Ironically, synchrotron radiation, although now greatly in demand, was a bane in the life of high-energy physicists working with particle accelerators. This is because the radiation represents a loss of energy.

Credit: TESLA

In particle accelerators, charged particles travel millions of times round a doughnut-shaped ring containing a vacuum. Strategically placed magnets confine the particles to their circular path. The strength of the magnetic field must change as the particles accelerate, in order to keep them on course. Because this change must be synchronized with the energy gain associated with increasing the particles' speed, the radiation emitted acquired the name synchrotron radiation.

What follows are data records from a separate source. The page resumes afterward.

use courier_error::TransportError;
use courier_types::settings::RetryPolicyConfig;
use std::time::Duration;

#[derive(Clone, Debug, PartialEq, Eq)]
pub struct RetryPolicy {
    pub max_attempts: usize,
    pub backoff_initial: Duration,
    pub backoff_max: Duration,
}

impl Default for RetryPolicy {
    fn default() -> Self {
        Self {
            max_attempts: 1,
            backoff_initial: Duration::from_millis(50),
            backoff_max: Duration::from_millis(250),
        }
    }
}

impl RetryPolicy {
    pub fn from_config(config: Option<&RetryPolicyConfig>) -> Self {
        let mut policy = Self::default();
        let Some(config) = config else {
            return policy;
        };

        if let Some(max) = config.max.filter(|max| *max > 0) {
            policy.max_attempts = max as usize;
        }
        if let Some(initial) = config.backoff_ms_initial.filter(|ms| *ms > 0) {
            policy.backoff_initial = Duration::from_millis(initial);
        }
        if let Some(max) = config.backoff_ms_max.filter(|ms| *ms > 0) {
            policy.backoff_max = Duration::from_millis(max);
        }
        policy
    }

    /// Per-command override of the attempt count.
    pub fn with_attempts(&self, attempts: Option<u32>) -> Self {
        match attempts.filter(|attempts| *attempts > 0) {
            Some(attempts) => Self {
                max_attempts: attempts as usize,
                ..self.clone()
            },
            None => self.clone(),
        }
    }

    /// Only connection failures are retried; a reply of any kind, including
    /// a timeout, means the command may already have run.
    pub fn should_retry(&self, attempt: usize, error: &TransportError) -> bool {
        attempt < self.max_attempts && error.is_connection()
    }

    pub fn backoff_delay(&self, attempt: usize) -> Duration {
        if attempt == 0 {
            return self.backoff_initial;
        }

        let capped = attempt.saturating_sub(1).min(16) as u32;
        let multiplier = 1u64.checked_shl(capped).unwrap_or(u64::MAX);
        let min_delay = self.backoff_initial.as_millis() as u64;
        let max_delay = self.backoff_max.as_millis() as u64;
        let delay = min_delay
            .saturating_mul(multiplier)
            .clamp(min_delay, max_delay.max(min_delay));
        Duration::from_millis(delay)
    }
}

#[cfg(test)]
mod tests {
    use super::*;

    #[test]
    fn backoff_doubles_until_capped() {
        let policy = RetryPolicy {
            max_attempts: 5,
            backoff_initial: Duration::from_millis(50),
            backoff_max: Duration::from_millis(150),
        };
        assert_eq!(policy.backoff_delay(1), Duration::from_millis(50));
        assert_eq!(policy.backoff_delay(2), Duration::from_millis(100));
        assert_eq!(policy.backoff_delay(3), Duration::from_millis(150));
        assert_eq!(policy.backoff_delay(40), Duration::from_millis(150));
    }

    #[test]
    fn retries_connection_errors_only() {
        let policy = RetryPolicy::from_config(Some(&RetryPolicyConfig {
            max: Some(3),
            ..Default::default()
        }));
        let refused = TransportError::Connection("refused".into());
        assert!(policy.should_retry(1, &refused));
        assert!(policy.should_retry(2, &refused));
        assert!(!policy.should_retry(3, &refused));
        assert!(!policy.should_retry(1, &TransportError::Send("rejected".into())));
    }

    #[test]
    fn zero_values_keep_defaults() {
        let policy = RetryPolicy::from_config(Some(&RetryPolicyConfig {
            max: Some(0),
            backoff_ms_initial: Some(0),
            backoff_ms_max: None,
        }));
        assert_eq!(policy, RetryPolicy::default());
        assert_eq!(policy.with_attempts(Some(4)).max_attempts, 4);
        assert_eq!(policy.with_attempts(Some(0)).max_attempts, 1);
    }
}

Particle accelerators are designed to compensate for the energy loss, but once scientists saw that synchrotron radiation might be useful, machines were built specifically to produce it — the 'second-generation' facilities. In these systems, the particle beams are confined in a 'storage ring' and siphoned off in a controlled manner along a beamline.

Instruments in the beamlines, such as monochromators, determine the frequencies available for a particular class of experiments — perhaps probing for fault lines or impurities in a material, or X-ray diffraction to determine a protein structure.

As accelerator physicists learned more about synchrotron radiation, they designed magnets engineered with precise proportions to increase the energy and brightness in a beam and so expand its potential range of applications. Instead of squeezing these 'insertion devices' into synchrotrons as an afterthought, 'third-generation' synchrotrons are specially designed with the devices in mind. One such facility, the Swiss Light Source, is scheduled to come online this August in Villigen, and Diamond and Soleil are planned for later this decade in Britain and France.